_Task requirements:_ Your task is to reproduce exactly the lines that run from the beginning of the data through the line where "pub storage: Arc<dyn" appears.

Input data Block Start

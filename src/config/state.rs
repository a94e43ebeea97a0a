//! Shared application state handed to every view

use std::sync::Arc;

use chrono::Duration;
use reinhardt::db::DatabaseConnection;
use reinhardt::{LocalStorage, Storage};

use crate::apps::users::authentication::TokenAuth;
use crate::config::settings::Settings;
use crate::core::db;
use crate::core::exception::Result;

#[derive(Clone)]
pub struct AppState {
	pub db: DatabaseConnection,
	pub storage: Arc<dyn Storage>,
	pub tokens: Arc<TokenAuth>,
	pub settings: Arc<Settings>,
}

impl AppState {
	/// Connects the database, applies migrations and stores uploads on disk
	pub async fn from_settings(settings: Settings) -> Result<Self> {
		let conn = db::connect(&settings.database_url).await?;
		db::migrate(&conn).await?;
		let storage = LocalStorage::new(settings.media_root.clone(), settings.media_url.clone());
		storage.ensure_base_dir().await?;
		Ok(Self::new(conn, Arc::new(storage), settings))
	}

	pub fn new(db: DatabaseConnection, storage: Arc<dyn Storage>, settings: Settings) -> Self {
		let tokens = TokenAuth::new(
			settings.secret_key.as_bytes(),
			Duration::hours(settings.token_lifetime_hours),
		);
		Self {
			db,
			storage,
			tokens: Arc::new(tokens),
			settings: Arc::new(settings),
		}
	}
}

Input data Block End

_Finished task:_
filename src/config/state.rs
repository a94e43ebeea97a0a
//! Shared application state handed to every view

use std::sync::Arc;

use chrono::Duration;
use reinhardt::db::DatabaseConnection;
use reinhardt::{LocalStorage, Storage};

use crate::apps::users::authentication::TokenAuth;
use crate::config::settings::Settings;
use crate::core::db;
use crate::core::exception::Result;

#[derive(Clone)]
pub struct AppState {
	pub db: DatabaseConnection,
	pub storage: Arc<dyn Storage>,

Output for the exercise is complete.